• **AIM OF THE EXERCISE**
Of the lines listed below, return exactly those that run from the line containing "let stats = ProfileStats::from_session(session);" through the line containing "let subtitle = match", both included.

• **DATA**
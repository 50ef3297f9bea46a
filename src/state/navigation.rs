/// Screen navigation state machine
///
/// Home, Map and Profile are peer tabs reached through the bottom
/// navigation. Detail and Review stack on top of whichever tab the user
/// came from, and Filter is a full-screen overlay over Home.

use log::debug;

/// Every screen the application can show
#[derive(Debug, Clone, Copy, PartialEq, Eq, Hash, Default)]
pub enum Screen {
    #[default]
    Home,
    Filter,
    Detail,
    Review,
    Profile,
    Map,
}

impl Screen {
    /// Bottom navigation tabs, in display order
    pub const TABS: [Screen; 3] = [Screen::Home, Screen::Map, Screen::Profile];

    /// Top-level screens that show the bottom navigation
    pub fn is_tab(&self) -> bool {
        matches!(self, Screen::Home | Screen::Map | Screen::Profile)
    }

    /// Label used in the bottom navigation
    pub fn tab_label(&self) -> &'static str {
        match self {
            Screen::Home => "Discover",
            Screen::Map => "Map",
            Screen::Profile => "Profile",
            Screen::Filter => "Filters",
            Screen::Detail => "Details",
            Screen::Review => "Review",
        }
    }
}

/// Tracks the active screen, where Detail returns to, and the spot under
/// inspection.
#[derive(Debug, Clone, Default)]
pub struct Navigator {
    current: Screen,
    /// Screen to return to when leaving Detail
    detail_parent: Option<Screen>,
    selected_place_id: Option<String>,
}

impl Navigator {
    pub fn new() -> Self {
        Self::default()
    }

    pub fn current(&self) -> Screen {
        self.current
    }

    pub fn detail_parent(&self) -> Option<Screen> {
        self.detail_parent
    }

    pub fn selected_place_id(&self) -> Option<&str> {
        self.selected_place_id.as_deref()
    }

    /// Switch to `screen`, optionally selecting a spot.
    ///
    /// Entering Detail records the current screen as its parent, except when
    /// coming back up from Review (or re-entering from Detail itself), so
    /// that the parent keeps pointing at the originating tab.
    pub fn navigate_to(&mut self, screen: Screen, place_id: Option<&str>) {
        if screen == Screen::Detail && !matches!(self.current, Screen::Review | Screen::Detail) {
            self.detail_parent = Some(self.current);
        }
        if let Some(id) = place_id {
            self.selected_place_id = Some(id.to_string());
        }

        debug!("🧭 {:?} -> {:?} (selected: {:?})", self.current, screen, self.selected_place_id);
        self.current = screen;
    }

    /// Context-sensitive back action.
    ///
    /// Review goes to Detail, Detail goes to its parent tab (Home when unset
    /// or not a tab), Filter goes to Home. Tabs have no back action; returns
    /// false when nothing happened.
    pub fn go_back(&mut self) -> bool {
        let target = match self.current {
            Screen::Review => Screen::Detail,
            Screen::Detail => self
                .detail_parent
                .filter(Screen::is_tab)
                .unwrap_or(Screen::Home),
            Screen::Filter => Screen::Home,
            Screen::Home | Screen::Profile | Screen::Map => return false,
        };

        debug!("🔙 {:?} -> {:?}", self.current, target);
        self.current = target;
        true
    }
}

#[cfg(test)]
mod tests {
    use super::*;

    #[test]
    fn test_starts_at_home() {
        let nav = Navigator::new();
        assert_eq!(nav.current(), Screen::Home);
        assert_eq!(nav.detail_parent(), None);
        assert_eq!(nav.selected_place_id(), None);
    }

    #[test]
    fn test_detail_back_to_home() {
        let mut nav = Navigator::new();
        nav.navigate_to(Screen::Detail, Some("X"));
        assert_eq!(nav.selected_place_id(), Some("X"));

        assert!(nav.go_back());
        assert_eq!(nav.current(), Screen::Home);
    }

    #[test]
    fn test_detail_back_to_profile() {
        let mut nav = Navigator::new();
        nav.navigate_to(Screen::Profile, None);
        nav.navigate_to(Screen::Detail, Some("2"));

        assert!(nav.go_back());
        assert_eq!(nav.current(), Screen::Profile);
    }

    #[test]
    fn test_review_back_to_detail_keeps_parent() {
        let mut nav = Navigator::new();
        nav.navigate_to(Screen::Map, None);
        nav.navigate_to(Screen::Detail, Some("3"));
        nav.navigate_to(Screen::Review, None);

        assert!(nav.go_back());
        assert_eq!(nav.current(), Screen::Detail);
        assert_eq!(nav.detail_parent(), Some(Screen::Map));

        assert!(nav.go_back());
        assert_eq!(nav.current(), Screen::Map);
    }

    #[test]
    fn test_detail_from_review_does_not_overwrite_parent() {
        let mut nav = Navigator::new();
        nav.navigate_to(Screen::Profile, None);
        nav.navigate_to(Screen::Detail, Some("1"));
        nav.navigate_to(Screen::Review, None);
        nav.navigate_to(Screen::Detail, None);

        assert_eq!(nav.detail_parent(), Some(Screen::Profile));
        assert_eq!(nav.selected_place_id(), Some("1"));
    }

    #[test]
    fn test_reentering_detail_updates_parent() {
        let mut nav = Navigator::new();
        nav.navigate_to(Screen::Detail, Some("1"));
        nav.go_back();
        nav.navigate_to(Screen::Profile, None);
        nav.navigate_to(Screen::Detail, Some("2"));

        assert_eq!(nav.detail_parent(), Some(Screen::Profile));
        assert_eq!(nav.selected_place_id(), Some("2"));
    }

    #[test]
    fn test_detail_from_filter_returns_home() {
        let mut nav = Navigator::new();
        nav.navigate_to(Screen::Filter, None);
        nav.navigate_to(Screen::Detail, Some("4"));
        assert_eq!(nav.detail_parent(), Some(Screen::Filter));

        nav.go_back();
        assert_eq!(nav.current(), Screen::Home);
    }

    #[test]
    fn test_filter_back_to_home() {
        let mut nav = Navigator::new();
        nav.navigate_to(Screen::Filter, None);
        assert!(nav.go_back());
        assert_eq!(nav.current(), Screen::Home);
    }

    #[test]
    fn test_tabs_have_no_back() {
        let mut nav = Navigator::new();
        for tab in Screen::TABS {
            nav.navigate_to(tab, None);
            assert!(!nav.go_back());
            assert_eq!(nav.current(), tab);
        }
    }

    #[test]
    fn test_selection_survives_navigation_without_id() {
        let mut nav = Navigator::new();
        nav.navigate_to(Screen::Detail, Some("5"));
        nav.navigate_to(Screen::Review, None);
        assert_eq!(nav.selected_place_id(), Some("5"));
    }
}
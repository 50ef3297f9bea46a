use iced::widget::{button, column, container, row, scrollable, text, Column};
use iced::{Alignment, Element, Length};

use super::style;
use crate::config::Profile;
use crate::state::data::StudySpot;
use crate::state::navigation::Screen;
use crate::state::session::Session;
use crate::Message;

/// Lists on the profile tab
#[derive(Debug, Clone, Copy, PartialEq, Eq, Default)]
pub enum ProfileTab {
    #[default]
    Favorites,
    Recent,
}

impl ProfileTab {
    pub fn label(&self) -> &'static str {
        match self {
            ProfileTab::Favorites => "My Favorites",
            ProfileTab::Recent => "Recently Visited",
        }
    }
}

/// Counters shown under the profile name
#[derive(Debug, Clone, Copy, PartialEq, Eq)]
pub struct ProfileStats {
    pub favorites: usize,
    pub check_ins: usize,
    pub reviews: usize,
}

impl ProfileStats {
    pub fn from_session(session: &Session) -> Self {
        Self {
            favorites: session.catalog().favorites().count(),
            check_ins: session.catalog().checked_in().count(),
            reviews: session.my_review_count(),
        }
    }
}

pub fn view<'a>(session: &'a Session, profile: &'a Profile, tab: ProfileTab) -> Element<'a, Message> {
    let stats = ProfileStats::from_session(session);

    let header = column![
        text(&profile.display_name).size(22).font(style::BOLD),
        text(&profile.program).size(13).color(style::GRAY),
        row![
            stat(stats.favorites, "FAVORITES"),
            stat(stats.check_ins, "CHECK-INS"),
            stat(stats.reviews, "REVIEWS"),
        ]
        .spacing(32),
    ]
    .spacing(8)
    .align_x(Alignment::Center)
    .width(Length::Fill);

    let tabs = row([ProfileTab::Favorites, ProfileTab::Recent].map(|t| {
        button(text(t.label()).size(13))
            .on_press(Message::ProfileTabSelected(t))
            .style(style::toggle_button(t == tab))
            .width(Length::Fill)
            .into()
    }))
    .spacing(8);

    let (spots, empty_hint): (Vec<&StudySpot>, &str) = match tab {
        ProfileTab::Favorites => (
            session.catalog().favorites().collect(),
            "No favorites yet. Tap ♡ on a spot to save it.",
        ),
        ProfileTab::Recent => (
            session.catalog().checked_in().collect(),
            "No check-ins yet.",
        ),
    };

    let list: Element<Message> = if spots.is_empty() {
        container(text(empty_hint).color(style::GRAY))
            .padding(24)
            .center_x(Length::Fill)
            .into()
    } else {
        Column::with_children(spots.into_iter().map(|spot| entry(spot, tab)))
            .spacing(10)
            .into()
    };

    column![header, tabs, scrollable(list).height(Length::Fill)]
        .spacing(20)
        .padding(20)
        .into()
}

fn stat<'a>(value: usize, label: &'a str) -> Element<'a, Message> {
    column![
        text(value.to_string()).size(20).color(style::BLUE).font(style::BOLD),
        text(label).size(10).color(style::GRAY),
    ]
    .align_x(Alignment::Center)
    .into()
}

fn entry(spot: &StudySpot, tab: ProfileTab) -> Element<'_, Message> {
    let subtitle = match tab {
        ProfileTab::Favorites => format!("★ {:.1}  •  {}", spot.rating, spot.category),
        ProfileTab::Recent => format!(
            "Visited {}",
            spot.last_check_in.as_deref().unwrap_or("recently").to_lowercase()
        ),
    };

    button(
        container(
            column![
                text(&spot.name).size(14).font(style::BOLD),
                text(subtitle).size(12).color(style::GRAY),
            ]
            .spacing(4),
        )
        .padding(12)
        .width(Length::Fill)
        .style(style::card),
    )
    .on_press(Message::Navigate(Screen::Detail, Some(spot.id.clone())))
    .style(button::text)
    .padding(0)
    .width(Length::Fill)
    .into()
}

• **EXERCISE RESULT**
    let stats = ProfileStats::from_session(session);

    let header = column![
        text(&profile.display_name).size(22).font(style::BOLD),
        text(&profile.program).size(13).color(style::GRAY),
        row![
            stat(stats.favorites, "FAVORITES"),
            stat(stats.check_ins, "CHECK-INS"),
            stat(stats.reviews, "REVIEWS"),
        ]
        .spacing(32),
    ]
    .spacing(8)
    .align_x(Alignment::Center)
    .width(Length::Fill);

    let tabs = row([ProfileTab::Favorites, ProfileTab::Recent].map(|t| {
        button(text(t.label()).size(13))
            .on_press(Message::ProfileTabSelected(t))
            .style(style::toggle_button(t == tab))
            .width(Length::Fill)
            .into()
    }))
    .spacing(8);

    let (spots, empty_hint): (Vec<&StudySpot>, &str) = match tab {
        ProfileTab::Favorites => (
            session.catalog().favorites().collect(),
            "No favorites yet. Tap ♡ on a spot to save it.",
        ),
        ProfileTab::Recent => (
            session.catalog().checked_in().collect(),
            "No check-ins yet.",
        ),
    };

    let list: Element<Message> = if spots.is_empty() {
        container(text(empty_hint).color(style::GRAY))
            .padding(24)
            .center_x(Length::Fill)
            .into()
    } else {
        Column::with_children(spots.into_iter().map(|spot| entry(spot, tab)))
            .spacing(10)
            .into()
    };

    column![header, tabs, scrollable(list).height(Length::Fill)]
        .spacing(20)
        .padding(20)
        .into()
}

fn stat<'a>(value: usize, label: &'a str) -> Element<'a, Message> {
    column![
        text(value.to_string()).size(20).color(style::BLUE).font(style::BOLD),
        text(label).size(10).color(style::GRAY),
    ]
    .align_x(Alignment::Center)
    .into()
}

fn entry(spot: &StudySpot, tab: ProfileTab) -> Element<'_, Message> {
    let subtitle = match tab {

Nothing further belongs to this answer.